▶ [Task prompt]
Please repeat the lines below, exactly and only, from the one that holds "pub fn is_missing(&self, index: usize)" through the one that holds "pub fn new()".

• • • • • • •

//! Function registry for resolvables
//!
//! A [`Context`] maps names to functions that receive resolved
//! [`Arguments`] and return a [`Resolved`] outcome. The validator merges the
//! caller's context over [`Context::builtin`]; caller entries win on name
//! collision.

pub mod builtins;

use std::collections::HashMap;
use std::fmt;
use std::sync::Arc;

use serde_json::Value;

use crate::error::ConfigurationError;
use crate::schema::Resolvable;

/// Type alias for a registered function.
pub type Function = Arc<dyn Fn(&Arguments<'_>) -> Resolved + Send + Sync>;

// ============================================================================
// RESOLVED
// ============================================================================

/// Result of calling a registered function.
///
/// Rules only look at truthiness. A dynamic `required` condition may also
/// return text, which becomes the failure message when no explicit message is
/// configured.
#[derive(Debug, Clone, PartialEq, Eq)]
pub enum Resolved {
    Bool(bool),
    Text(String),
}

impl Resolved {
    /// `Bool(true)` and non-empty text are truthy.
    #[must_use]
    pub fn is_truthy(&self) -> bool {
        match self {
            Self::Bool(b) => *b,
            Self::Text(s) => !s.is_empty(),
        }
    }

    /// The text payload, if any.
    #[must_use]
    pub fn as_text(&self) -> Option<&str> {
        match self {
            Self::Text(s) => Some(s),
            Self::Bool(_) => None,
        }
    }
}

impl From<bool> for Resolved {
    fn from(b: bool) -> Self {
        Self::Bool(b)
    }
}

impl From<String> for Resolved {
    fn from(s: String) -> Self {
        Self::Text(s)
    }
}

impl From<&str> for Resolved {
    fn from(s: &str) -> Self {
        Self::Text(s.to_string())
    }
}

// ============================================================================
// ARGUMENTS
// ============================================================================

/// Resolved call arguments, in declaration order. `None` marks a missing value.
#[derive(Debug, Clone, Default, PartialEq)]
pub struct Arguments<'a> {
    values: Vec<Option<&'a Value>>,
}

impl<'a> Arguments<'a> {
    #[must_use]
    pub fn new(values: Vec<Option<&'a Value>>) -> Self {
        Self { values }
    }

    #[must_use]
    pub fn len(&self) -> usize {
        self.values.len()
    }

    #[must_use]
    pub fn is_empty(&self) -> bool {
        self.values.is_empty()
    }

    /// Argument at `index`; `None` if missing or out of range.
    #[must_use]
    pub fn get(&self, index: usize) -> Option<&'a Value> {
        self.values.get(index).copied().flatten()
    }

    /// True if the argument resolved to a missing value or was not passed.
    #[must_use]
    pub fn is_missing(&self, index: usize) -> bool {
        self.get(index).is_none()
    }

    #[must_use]
    pub fn str(&self, index: usize) -> Option<&'a str> {
        self.get(index).and_then(Value::as_str)
    }

    #[must_use]
    pub fn number(&self, index: usize) -> Option<f64> {
        self.get(index).and_then(Value::as_f64)
    }

    #[must_use]
    pub fn array(&self, index: usize) -> Option<&'a Vec<Value>> {
        self.get(index).and_then(Value::as_array)
    }

    pub fn iter(&self) -> impl Iterator<Item = Option<&'a Value>> + '_ {
        self.values.iter().copied()
    }
}

impl<'a> FromIterator<Option<&'a Value>> for Arguments<'a> {
    fn from_iter<I: IntoIterator<Item = Option<&'a Value>>>(iter: I) -> Self {
        Self {
            values: iter.into_iter().collect(),
        }
    }
}

// ============================================================================
// CONTEXT
// ============================================================================

/// Named functions available to resolvables.
#[derive(Clone, Default)]
pub struct Context {
    functions: HashMap<String, Function>,
}

impl Context {
    /// An empty registry, typically filled with caller functions.
    #[must_use]
    pub fn new() -> Self {
        Self::default()
    }

    /// The default function set. See [`builtins`].
    #[must_use]
    pub fn builtin() -> Self {
        let mut context = Self::new();
        builtins::register_all(&mut context);
        context
    }

    /// Registers `function` under `name`, replacing any previous entry.
    pub fn register<F, R>(&mut self, name: impl Into<String>, function: F)
    where
        F: Fn(&Arguments<'_>) -> R + Send + Sync + 'static,
        R: Into<Resolved>,
    {
        self.functions.insert(
            name.into(),
            Arc::new(move |args: &Arguments<'_>| -> Resolved { function(args).into() }),
        );
    }

    /// Builder-style [`register`](Self::register).
    #[must_use = "builder methods must be chained or built"]
    pub fn with_function<F, R>(mut self, name: impl Into<String>, function: F) -> Self
    where
        F: Fn(&Arguments<'_>) -> R + Send + Sync + 'static,
        R: Into<Resolved>,
    {
        self.register(name, function);
        self
    }

    /// Overlays `overrides` on `self`; entries in `overrides` win.
    #[must_use]
    pub fn merge(mut self, overrides: Context) -> Self {
        self.functions.extend(overrides.functions);
        self
    }

    #[must_use]
    pub fn get(&self, name: &str) -> Option<&Function> {
        self.functions.get(name)
    }

    #[must_use]
    pub fn contains(&self, name: &str) -> bool {
        self.functions.contains_key(name)
    }

    #[must_use]
    pub fn len(&self) -> usize {
        self.functions.len()
    }

    #[must_use]
    pub fn is_empty(&self) -> bool {
        self.functions.is_empty()
    }

    /// Registered names, sorted.
    #[must_use]
    pub fn function_names(&self) -> Vec<&str> {
        let mut names: Vec<&str> = self.functions.keys().map(String::as_str).collect();
        names.sort_unstable();
        names
    }

    /// Looks up `spec.function`, resolves its arguments against `root` with
    /// `target` as the current node path, and calls it.
    ///
    /// # Errors
    ///
    /// [`ConfigurationError::UnknownFunction`] if the name is not registered.
    pub fn resolve(
        &self,
        spec: &Resolvable,
        root: &Value,
        target: &str,
    ) -> Result<Resolved, ConfigurationError> {
        let function =
            self.get(&spec.function)
                .ok_or_else(|| ConfigurationError::UnknownFunction {
                    function: spec.function.clone(),
                    path: target.to_string(),
                })?;
        Ok(call(function, spec, root, target))
    }
}

impl fmt::Debug for Context {
    fn fmt(&self, f: &mut fmt::Formatter<'_>) -> fmt::Result {
        f.debug_struct("Context")
            .field("functions", &self.function_names())
            .finish()
    }
}

/// Resolves `spec`'s arguments and invokes `function` with them.
pub(crate) fn call(function: &Function, spec: &Resolvable, root: &Value, target: &str) -> Resolved {
    let args: Arguments<'_> = spec
        .arguments
        .iter()
        .map(|arg| arg.resolve(root, target))
        .collect();
    function(&args)
}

• • • • • • •

▶ [Solution to this task]
    pub fn is_missing(&self, index: usize) -> bool {
        self.get(index).is_none()
    }

    #[must_use]
    pub fn str(&self, index: usize) -> Option<&'a str> {
        self.get(index).and_then(Value::as_str)
    }

    #[must_use]
    pub fn number(&self, index: usize) -> Option<f64> {
        self.get(index).and_then(Value::as_f64)
    }

    #[must_use]
    pub fn array(&self, index: usize) -> Option<&'a Vec<Value>> {
        self.get(index).and_then(Value::as_array)
    }

    pub fn iter(&self) -> impl Iterator<Item = Option<&'a Value>> + '_ {
        self.values.iter().copied()
    }
}

impl<'a> FromIterator<Option<&'a Value>> for Arguments<'a> {
    fn from_iter<I: IntoIterator<Item = Option<&'a Value>>>(iter: I) -> Self {
        Self {
            values: iter.into_iter().collect(),
        }
    }
}

// ============================================================================
// CONTEXT
// ============================================================================

/// Named functions available to resolvables.
#[derive(Clone, Default)]
pub struct Context {
    functions: HashMap<String, Function>,
}

impl Context {
    /// An empty registry, typically filled with caller functions.
    #[must_use]
    pub fn new() -> Self {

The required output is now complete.